### WHAT NEEDS TO BE DONE
The entries that follow need to be returned without any alteration.

### TASK INPUTS
━━━━━━
//! Configuration types shared across crates.

use serde::{Deserialize, Serialize};
use std::path::PathBuf;
use std::time::Duration;

/// Server configuration.
#[derive(Clone, Debug, Serialize, Deserialize)]
pub struct ServerConfig {
    /// Bind address (e.g., "0.0.0.0:8080").
    #[serde(default = "default_bind")]
    pub bind: String,
    /// Enable the /metrics endpoint for Prometheus scraping (default: true).
    #[serde(default = "default_metrics_enabled")]
    pub metrics_enabled: bool,
    /// Base URL used to rewrite scheme+host of every outgoing download URL.
    /// Absent means download URLs are returned as stored.
    #[serde(default)]
    pub update_check_proxy_url: Option<String>,
}

fn default_bind() -> String {
    "127.0.0.1:8080".to_string()
}

fn default_metrics_enabled() -> bool {
    true
}

impl Default for ServerConfig {
    fn default() -> Self {
        Self {
            bind: default_bind(),
            metrics_enabled: default_metrics_enabled(),
            update_check_proxy_url: None,
        }
    }
}

/// Release-history backend configuration.
#[derive(Clone, Debug, Serialize, Deserialize)]
#[serde(tag = "type", rename_all = "lowercase")]
pub enum StorageConfig {
    /// In-memory store (testing and embedding only; starts empty).
    Memory,
    /// JSON deployments document on the local filesystem, re-read per
    /// request so management-surface mutations show up on the next poll.
    Filesystem {
        /// Path to the deployments document.
        path: PathBuf,
    },
}

impl Default for StorageConfig {
    fn default() -> Self {
        Self::Filesystem {
            path: PathBuf::from("./data/deployments.json"),
        }
    }
}

/// Distributed cache (Redis) endpoint configuration.
///
/// Absent `host` puts the cache manager into a disabled state where every
/// operation is a null/no-op result without error.
#[derive(Clone, Debug, Serialize, Deserialize)]
pub struct RedisConfig {
    /// Cache host; absent disables the distributed cache and metrics store.
    #[serde(default)]
    pub host: Option<String>,
    #[serde(default = "default_redis_port")]
    pub port: u16,
    /// Auth key. When set, connections use TLS with strict CA verification.
    #[serde(default)]
    pub key: Option<String>,
    /// Per-command timeout in milliseconds.
    #[serde(default = "default_redis_op_timeout_ms")]
    pub op_timeout_ms: u64,
}

fn default_redis_port() -> u16 {
    6379
}

fn default_redis_op_timeout_ms() -> u64 {
    5_000
}

impl Default for RedisConfig {
    fn default() -> Self {
        Self {
            host: None,
            port: default_redis_port(),
            key: None,
            op_timeout_ms: default_redis_op_timeout_ms(),
        }
    }
}

impl RedisConfig {
    /// Whether a distributed cache endpoint is configured.
    pub fn enabled(&self) -> bool {
        self.host.is_some()
    }

    /// Get the per-command timeout as a Duration.
    pub fn op_timeout(&self) -> Duration {
        Duration::from_millis(self.op_timeout_ms)
    }

    /// Validate cache configuration invariants.
    pub fn validate(&self) -> Result<(), String> {
        if !self.enabled() {
            return Ok(());
        }
        if self.host.as_deref().is_some_and(|h| h.trim().is_empty()) {
            return Err("redis.host must not be blank when set".to_string());
        }
        if self.port == 0 {
            return Err("redis.port must be non-zero when a host is configured".to_string());
        }
        if self.key.as_deref().is_some_and(|k| k.is_empty()) {
            return Err("redis.key must not be empty when set".to_string());
        }
        if self.op_timeout_ms == 0 {
            return Err("redis.op_timeout_ms must be non-zero".to_string());
        }
        Ok(())
    }
}

/// Cache TTL configuration.
#[derive(Clone, Debug, Serialize, Deserialize)]
pub struct CacheConfig {
    /// In-process TTL for cached update-check responses, in milliseconds.
    /// Zero disables the microcache.
    #[serde(default = "default_update_check_mem_ttl_ms")]
    pub update_check_mem_ttl_ms: u64,
    /// In-process TTL for cached diff-package maps, in milliseconds.
    #[serde(default = "default_diff_package_mem_ttl_ms")]
    pub diff_package_mem_ttl_ms: u64,
    /// Distributed-cache TTL for response entries, in seconds; set once on
    /// the first write to a key.
    #[serde(default = "default_response_ttl_secs")]
    pub response_ttl_secs: u64,
    /// Distributed-cache TTL for diff-map entries, in seconds.
    #[serde(default = "default_diff_map_ttl_secs")]
    pub diff_map_ttl_secs: u64,
}

fn default_update_check_mem_ttl_ms() -> u64 {
    30_000
}

fn default_diff_package_mem_ttl_ms() -> u64 {
    300_000
}

fn default_response_ttl_secs() -> u64 {
    3_600
}

fn default_diff_map_ttl_secs() -> u64 {
    300
}

impl Default for CacheConfig {
    fn default() -> Self {
        Self {
            update_check_mem_ttl_ms: default_update_check_mem_ttl_ms(),
            diff_package_mem_ttl_ms: default_diff_package_mem_ttl_ms(),
            response_ttl_secs: default_response_ttl_secs(),
            diff_map_ttl_secs: default_diff_map_ttl_secs(),
        }
    }
}

impl CacheConfig {
    /// Get the update-check microcache TTL as a Duration.
    pub fn update_check_mem_ttl(&self) -> Duration {
        Duration::from_millis(self.update_check_mem_ttl_ms)
    }

    /// Get the diff-map microcache TTL as a Duration.
    pub fn diff_package_mem_ttl(&self) -> Duration {
        Duration::from_millis(self.diff_package_mem_ttl_ms)
    }
}

/// Complete application configuration.
#[derive(Clone, Debug, Default, Serialize, Deserialize)]
pub struct AppConfig {
    /// Server configuration.
    #[serde(default)]
    pub server: ServerConfig,
    /// Release-history backend configuration.
    #[serde(default)]
    pub storage: StorageConfig,
    /// Distributed cache endpoint.
    #[serde(default)]
    pub redis: RedisConfig,
    /// Cache TTLs.
    #[serde(default)]
    pub cache: CacheConfig,
}

impl AppConfig {
    /// Create a test configuration with sensible defaults: memory storage and
    /// the distributed cache disabled.
    ///
    /// **For testing only.**
    pub fn for_testing() -> Self {
        Self {
            server: ServerConfig::default(),
            storage: StorageConfig::Memory,
            redis: RedisConfig::default(),
            cache: CacheConfig::default(),
        }
    }

    /// Apply the platform's historical environment variables on top of the
    /// file/env configuration: `REDIS_HOST`, `REDIS_PORT`, `REDIS_KEY`,
    /// `UPDATE_CHECK_PROXY_URL`, `UPDATECHECK_MEM_TTL_MS`,
    /// `DIFFPACKAGE_MEM_TTL_MS`.
    pub fn apply_platform_env(&mut self) -> Result<(), String> {
        if let Ok(host) = std::env::var("REDIS_HOST") {
            self.redis.host = Some(host);
        }
        if let Ok(port) = std::env::var("REDIS_PORT") {
            self.redis.port = port
                .parse()
                .map_err(|_| format!("REDIS_PORT is not a valid port: {port}"))?;
        }
        if let Ok(key) = std::env::var("REDIS_KEY") {
            self.redis.key = Some(key);
        }
        if let Ok(proxy) = std::env::var("UPDATE_CHECK_PROXY_URL") {
            self.server.update_check_proxy_url = Some(proxy);
        }
        if let Ok(ttl) = std::env::var("UPDATECHECK_MEM_TTL_MS") {
            self.cache.update_check_mem_ttl_ms = ttl
                .parse()
                .map_err(|_| format!("UPDATECHECK_MEM_TTL_MS is not a number: {ttl}"))?;
        }
        if let Ok(ttl) = std::env::var("DIFFPACKAGE_MEM_TTL_MS") {
            self.cache.diff_package_mem_ttl_ms = ttl
                .parse()
                .map_err(|_| format!("DIFFPACKAGE_MEM_TTL_MS is not a number: {ttl}"))?;
        }
        Ok(())
    }

    /// Validate configuration invariants. Returns an error message suitable
    /// for a fatal startup failure.
    pub fn validate(&self) -> Result<(), String> {
        self.redis.validate()
    }
}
━━━━━━
### OUTPUT
//! Configuration types shared across crates.

use serde::{Deserialize, Serialize};
use std::path::PathBuf;
use std::time::Duration;

/// Server configuration.
#[derive(Clone, Debug, Serialize, Deserialize)]
pub struct ServerConfig {
    /// Bind address (e.g., "0.0.0.0:8080").
    #[serde(default = "default_bind")]
    pub bind: String,
    /// Enable the /metrics endpoint for Prometheus scraping (default: true).
    #[serde(default = "default_metrics_enabled")]
    pub metrics_enabled: bool,
    /// Base URL used to rewrite scheme+host of every outgoing download URL.
    /// Absent means download URLs are returned as stored.
    #[serde(default)]
    pub update_check_proxy_url: Option<String>,
}

fn default_bind() -> String {
    "127.0.0.1:8080".to_string()
}

fn default_metrics_enabled() -> bool {
    true
}

impl Default for ServerConfig {
    fn default() -> Self {
        Self {
            bind: default_bind(),
            metrics_enabled: default_metrics_enabled(),
            update_check_proxy_url: None,
        }
    }
}

/// Release-history backend configuration.
#[derive(Clone, Debug, Serialize, Deserialize)]
#[serde(tag = "type", rename_all = "lowercase")]
pub enum StorageConfig {
    /// In-memory store (testing and embedding only; starts empty).
    Memory,
    /// JSON deployments document on the local filesystem, re-read per
    /// request so management-surface mutations show up on the next poll.
    Filesystem {
        /// Path to the deployments document.
        path: PathBuf,
    },
}

impl Default for StorageConfig {
    fn default() -> Self {
        Self::Filesystem {
            path: PathBuf::from("./data/deployments.json"),
        }
    }
}

/// Distributed cache (Redis) endpoint configuration.
///
/// Absent `host` puts the cache manager into a disabled state where every
/// operation is a null/no-op result without error.
#[derive(Clone, Debug, Serialize, Deserialize)]
pub struct RedisConfig {
    /// Cache host; absent disables the distributed cache and metrics store.
    #[serde(default)]
    pub host: Option<String>,
    #[serde(default = "default_redis_port")]
    pub port: u16,
    /// Auth key. When set, connections use TLS with strict CA verification.
    #[serde(default)]
    pub key: Option<String>,
    /// Per-command timeout in milliseconds.
    #[serde(default = "default_redis_op_timeout_ms")]
    pub op_timeout_ms: u64,
}

fn default_redis_port() -> u16 {
    6379
}

fn default_redis_op_timeout_ms() -> u64 {
    5_000
}

impl Default for RedisConfig {
    fn default() -> Self {
        Self {
            host: None,
            port: default_redis_port(),
            key: None,
            op_timeout_ms: default_redis_op_timeout_ms(),
        }
    }
}

impl RedisConfig {
    /// Whether a distributed cache endpoint is configured.
    pub fn enabled(&self) -> bool {
        self.host.is_some()
    }

    /// Get the per-command timeout as a Duration.
    pub fn op_timeout(&self) -> Duration {
        Duration::from_millis(self.op_timeout_ms)
    }

    /// Validate cache configuration invariants.
    pub fn validate(&self) -> Result<(), String> {
        if !self.enabled() {
            return Ok(());
        }
        if self.host.as_deref().is_some_and(|h| h.trim().is_empty()) {
            return Err("redis.host must not be blank when set".to_string());
        }
        if self.port == 0 {
            return Err("redis.port must be non-zero when a host is configured".to_string());
        }
        if self.key.as_deref().is_some_and(|k| k.is_empty()) {
            return Err("redis.key must not be empty when set".to_string());
        }
        if self.op_timeout_ms == 0 {
            return Err("redis.op_timeout_ms must be non-zero".to_string());
        }
        Ok(())
    }
}

/// Cache TTL configuration.
#[derive(Clone, Debug, Serialize, Deserialize)]
pub struct CacheConfig {
    /// In-process TTL for cached update-check responses, in milliseconds.
    /// Zero disables the microcache.
    #[serde(default = "default_update_check_mem_ttl_ms")]
    pub update_check_mem_ttl_ms: u64,
    /// In-process TTL for cached diff-package maps, in milliseconds.
    #[serde(default = "default_diff_package_mem_ttl_ms")]
    pub diff_package_mem_ttl_ms: u64,
    /// Distributed-cache TTL for response entries, in seconds; set once on
    /// the first write to a key.
    #[serde(default = "default_response_ttl_secs")]
    pub response_ttl_secs: u64,
    /// Distributed-cache TTL for diff-map entries, in seconds.
    #[serde(default = "default_diff_map_ttl_secs")]
    pub diff_map_ttl_secs: u64,
}

fn default_update_check_mem_ttl_ms() -> u64 {
    30_000
}

fn default_diff_package_mem_ttl_ms() -> u64 {
    300_000
}

fn default_response_ttl_secs() -> u64 {
    3_600
}

fn default_diff_map_ttl_secs() -> u64 {
    300
}

impl Default for CacheConfig {
    fn default() -> Self {
        Self {
            update_check_mem_ttl_ms: default_update_check_mem_ttl_ms(),
            diff_package_mem_ttl_ms: default_diff_package_mem_ttl_ms(),
            response_ttl_secs: default_response_ttl_secs(),
            diff_map_ttl_secs: default_diff_map_ttl_secs(),
        }
    }
}

impl CacheConfig {
    /// Get the update-check microcache TTL as a Duration.
    pub fn update_check_mem_ttl(&self) -> Duration {
        Duration::from_millis(self.update_check_mem_ttl_ms)
    }

    /// Get the diff-map microcache TTL as a Duration.
    pub fn diff_package_mem_ttl(&self) -> Duration {
        Duration::from_millis(self.diff_package_mem_ttl_ms)
    }
}

/// Complete application configuration.
#[derive(Clone, Debug, Default, Serialize, Deserialize)]
pub struct AppConfig {
    /// Server configuration.
    #[serde(default)]
    pub server: ServerConfig,
    /// Release-history backend configuration.
    #[serde(default)]
    pub storage: StorageConfig,
    /// Distributed cache endpoint.
    #[serde(default)]
    pub redis: RedisConfig,
    /// Cache TTLs.
    #[serde(default)]
    pub cache: CacheConfig,
}

impl AppConfig {
    /// Create a test configuration with sensible defaults: memory storage and
    /// the distributed cache disabled.
    ///
    /// **For testing only.**
    pub fn for_testing() -> Self {
        Self {
            server: ServerConfig::default(),
            storage: StorageConfig::Memory,
            redis: RedisConfig::default(),
            cache: CacheConfig::default(),
        }
    }

    /// Apply the platform's historical environment variables on top of the
    /// file/env configuration: `REDIS_HOST`, `REDIS_PORT`, `REDIS_KEY`,
    /// `UPDATE_CHECK_PROXY_URL`, `UPDATECHECK_MEM_TTL_MS`,
    /// `DIFFPACKAGE_MEM_TTL_MS`.
    pub fn apply_platform_env(&mut self) -> Result<(), String> {
        if let Ok(host) = std::env::var("REDIS_HOST") {
            self.redis.host = Some(host);
        }
        if let Ok(port) = std::env::var("REDIS_PORT") {
            self.redis.port = port
                .parse()
                .map_err(|_| format!("REDIS_PORT is not a valid port: {port}"))?;
        }
        if let Ok(key) = std::env::var("REDIS_KEY") {
            self.redis.key = Some(key);
        }
        if let Ok(proxy) = std::env::var("UPDATE_CHECK_PROXY_URL") {
            self.server.update_check_proxy_url = Some(proxy);
        }
        if let Ok(ttl) = std::env::var("UPDATECHECK_MEM_TTL_MS") {
            self.cache.update_check_mem_ttl_ms = ttl
                .parse()
                .map_err(|_| format!("UPDATECHECK_MEM_TTL_MS is not a number: {ttl}"))?;
        }
        if let Ok(ttl) = std::env::var("DIFFPACKAGE_MEM_TTL_MS") {
            self.cache.diff_package_mem_ttl_ms = ttl
                .parse()
                .map_err(|_| format!("DIFFPACKAGE_MEM_TTL_MS is not a number: {ttl}"))?;
        }
        Ok(())
    }

    /// Validate configuration invariants. Returns an error message suitable
    /// for a fatal startup failure.
    pub fn validate(&self) -> Result<(), String> {
        self.redis.validate()
    }
}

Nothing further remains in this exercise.